An 8.00 g bullet is fired into a 250 g block that is initially at rest at the edge of a table of height 1 m. The bullet remains in the block, and after the impact the block lands 2 m from the bottom of the table. Determine the initial speed of the bullet.
Conservation of Momentum (for perfectly inelastic conditions)
m1v1(initial) + m2v2 (initial) = (m1+m2)vf
m1 = mass of bullet (.008 kg)
v1 = velocity of bullet
m2 = mass of block (.250 kg)
v2 = velocity of block (0 m/s)
vf = final velocity of block and bullet right after collision
Conservation of Energy
KE + PE (after collision) = KE + PE (on ground), rewritten as:
1/2mvi^2 + mgyi = 1/2mvf^2 + mgyf
m = mass of bullet + block (.258 kg)
vi = initial velocity of bullet + block after collision
g = 9.8 m/s^2
yi = 1 m
vf = 0 m/s
yf = 0 m
The Attempt at a Solution
I think I have this problem solved correctly, but wondered if someone could confirm that for me (those darn even-numbered problems at the back of the book without answers!).

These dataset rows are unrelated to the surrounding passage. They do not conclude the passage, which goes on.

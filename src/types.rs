//! Type-safe newtypes and shared domain types for sari.
//!
//! These newtypes provide compile-time safety and semantic clarity
//! for core domain concepts: workspace roots, db-paths, symbol ids.

use serde::{Deserialize, Serialize};
use std::fmt;
use xxhash_rust::xxh3::xxh3_64;

/// Stable opaque identifier derived from an absolute workspace root path.
///
/// Format: `root-<12 hex>`. Legacy db-paths without this prefix are
/// tolerated on read when the store reports legacy rows.
#[derive(Debug, Clone, PartialEq, Eq, Hash, Serialize, Deserialize)]
#[serde(transparent)]
pub struct RootId(pub String);

impl RootId {
    #[must_use]
    pub fn as_str(&self) -> &str {
        &self.0
    }

    /// Returns true for the `root-` prefixed canonical form.
    #[must_use]
    pub fn is_canonical(&self) -> bool {
        self.0.starts_with("root-")
    }
}

impl fmt::Display for RootId {
    fn fmt(&self, f: &mut fmt::Formatter<'_>) -> fmt::Result {
        f.write_str(&self.0)
    }
}

/// Stable symbol identifier: `hash(path|kind|qualname)` rendered as hex.
///
/// The invariant `(path, kind, qualname) -> symbol_id` is what lets
/// relations reference symbols across re-index cycles.
#[derive(Debug, Clone, PartialEq, Eq, Hash, Serialize, Deserialize)]
#[serde(transparent)]
pub struct SymbolId(pub String);

impl SymbolId {
    #[must_use]
    pub fn derive(db_path: &str, kind: SymbolKind, qualname: &str) -> Self {
        let seed = format!("{db_path}|{}|{qualname}", kind.as_str());
        Self(format!("{:016x}", xxh3_64(seed.as_bytes())))
    }

    #[must_use]
    pub fn as_str(&self) -> &str {
        &self.0
    }
}

impl fmt::Display for SymbolId {
    fn fmt(&self, f: &mut fmt::Formatter<'_>) -> fmt::Result {
        f.write_str(&self.0)
    }
}

/// Symbol kinds recognized across extraction backends.
#[derive(Debug, Clone, Copy, PartialEq, Eq, Hash, Serialize, Deserialize)]
#[serde(rename_all = "lowercase")]
pub enum SymbolKind {
    Function,
    Method,
    Class,
    Interface,
    Struct,
    Trait,
    Enum,
    Module,
    Variable,
}

impl SymbolKind {
    pub const ALL: [SymbolKind; 9] = [
        Self::Function,
        Self::Method,
        Self::Class,
        Self::Interface,
        Self::Struct,
        Self::Trait,
        Self::Enum,
        Self::Module,
        Self::Variable,
    ];

    #[must_use]
    pub fn as_str(self) -> &'static str {
        match self {
            Self::Function => "function",
            Self::Method => "method",
            Self::Class => "class",
            Self::Interface => "interface",
            Self::Struct => "struct",
            Self::Trait => "trait",
            Self::Enum => "enum",
            Self::Module => "module",
            Self::Variable => "variable",
        }
    }
}

impl std::str::FromStr for SymbolKind {
    type Err = String;

    fn from_str(s: &str) -> Result<Self, Self::Err> {
        match s.to_ascii_lowercase().as_str() {
            "function" => Ok(Self::Function),
            "method" => Ok(Self::Method),
            "class" => Ok(Self::Class),
            "interface" => Ok(Self::Interface),
            "struct" => Ok(Self::Struct),
            "trait" => Ok(Self::Trait),
            "enum" => Ok(Self::Enum),
            "module" => Ok(Self::Module),
            "variable" => Ok(Self::Variable),
            other => Err(format!("unknown symbol kind: '{other}'")),
        }
    }
}

impl fmt::Display for SymbolKind {
    fn fmt(&self, f: &mut fmt::Formatter<'_>) -> fmt::Result {
        f.write_str(self.as_str())
    }
}

/// Directed relation kinds between symbols.
#[derive(Debug, Clone, Copy, PartialEq, Eq, Hash, Serialize, Deserialize)]
#[serde(rename_all = "lowercase")]
pub enum RelType {
    Calls,
    Extends,
    Implements,
    Uses,
}

impl RelType {
    #[must_use]
    pub fn as_str(self) -> &'static str {
        match self {
            Self::Calls => "calls",
            Self::Extends => "extends",
            Self::Implements => "implements",
            Self::Uses => "uses",
        }
    }
}

impl std::str::FromStr for RelType {
    type Err = String;

    fn from_str(s: &str) -> Result<Self, Self::Err> {
        match s.to_ascii_lowercase().as_str() {
            "calls" => Ok(Self::Calls),
            "extends" => Ok(Self::Extends),
            "implements" => Ok(Self::Implements),
            "uses" => Ok(Self::Uses),
            other => Err(format!("unknown relation type: '{other}'")),
        }
    }
}

impl fmt::Display for RelType {
    fn fmt(&self, f: &mut fmt::Formatter<'_>) -> fmt::Result {
        f.write_str(self.as_str())
    }
}

/// Parse / AST status of an indexed file.
#[derive(Debug, Clone, Copy, PartialEq, Eq, Serialize, Deserialize)]
#[serde(rename_all = "lowercase")]
pub enum ParseStatus {
    Ok,
    Skipped,
    Failed,
}

impl ParseStatus {
    #[must_use]
    pub fn as_str(self) -> &'static str {
        match self {
            Self::Ok => "ok",
            Self::Skipped => "skipped",
            Self::Failed => "failed",
        }
    }

    #[must_use]
    pub fn parse(s: &str) -> Self {
        match s {
            "ok" => Self::Ok,
            "failed" => Self::Failed,
            _ => Self::Skipped,
        }
    }
}

/// A symbol row produced by extraction and persisted by the store.
#[derive(Debug, Clone, Serialize, Deserialize)]
pub struct SymbolRow {
    pub symbol_id: SymbolId,
    pub path: String,
    pub root_id: RootId,
    pub name: String,
    pub qualname: String,
    pub kind: SymbolKind,
    pub line: u32,
    pub end_line: u32,
    pub content: String,
    pub parent: Option<String>,
    pub meta_json: String,
    pub doc_comment: String,
    pub importance_score: f64,
}

/// A directed edge between two symbols. Either endpoint may be unresolved
/// (by-name only) when the target was not indexed at extraction time.
#[derive(Debug, Clone, Serialize, Deserialize)]
pub struct RelationRow {
    pub from_symbol_id: Option<SymbolId>,
    pub from_symbol: String,
    pub from_path: String,
    pub to_symbol_id: Option<SymbolId>,
    pub to_symbol: String,
    pub to_path: Option<String>,
    pub rel_type: RelType,
    pub line: u32,
}

/// Transient projection of a file fed into the FTS index.
#[derive(Debug, Clone, Serialize, Deserialize)]
pub struct EngineDoc {
    /// doc_id == db_path
    pub id: String,
    pub repo: String,
    pub rel_path: String,
    pub root_id: RootId,
    pub body_text: String,
    pub mtime: i64,
    pub size: i64,
}

/// Lightweight metadata view of a persisted file row.
#[derive(Debug, Clone)]
pub struct FileMeta {
    pub db_path: String,
    pub root_id: RootId,
    pub repo: String,
    pub mtime: i64,
    pub size: i64,
    pub content_hash: String,
    pub parse_status: ParseStatus,
    pub is_binary: bool,
    pub is_minified: bool,
    pub deleted_ts: Option<i64>,
}

#[cfg(test)]
mod tests {
    use super::*;
    use std::str::FromStr;

    #[test]
    fn test_symbol_id_is_deterministic() {
        let a = SymbolId::derive("root-abc/src/app.py", SymbolKind::Function, "hello");
        let b = SymbolId::derive("root-abc/src/app.py", SymbolKind::Function, "hello");
        assert_eq!(a, b);
        let c = SymbolId::derive("root-abc/src/app.py", SymbolKind::Method, "hello");
        assert_ne!(a, c);
    }

    #[test]
    fn test_symbol_kind_roundtrip() {
        for kind in SymbolKind::ALL {
            assert_eq!(SymbolKind::from_str(kind.as_str()).unwrap(), kind);
        }
        assert!(SymbolKind::from_str("gadget").is_err());
    }

    #[test]
    fn test_rel_type_roundtrip() {
        for rel in [
            RelType::Calls,
            RelType::Extends,
            RelType::Implements,
            RelType::Uses,
        ] {
            assert_eq!(RelType::from_str(rel.as_str()).unwrap(), rel);
        }
    }

    #[test]
    fn test_parse_status_tolerates_unknown() {
        assert_eq!(ParseStatus::parse("ok"), ParseStatus::Ok);
        assert_eq!(ParseStatus::parse("whatever"), ParseStatus::Skipped);
    }
}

First, I use the conservation of momentum and put in my known values, ending up with:
.008v1 = .258vf
Next, I use the conservation of energy and put in the known values, ending up with 4.427 m/s for the initial velocity of the block and bullet, which si the final velocity in my first equation.
I substitute 4.427 m/s into my first equation and get an answer for the initial speed of the bullet as 142.75 m/s.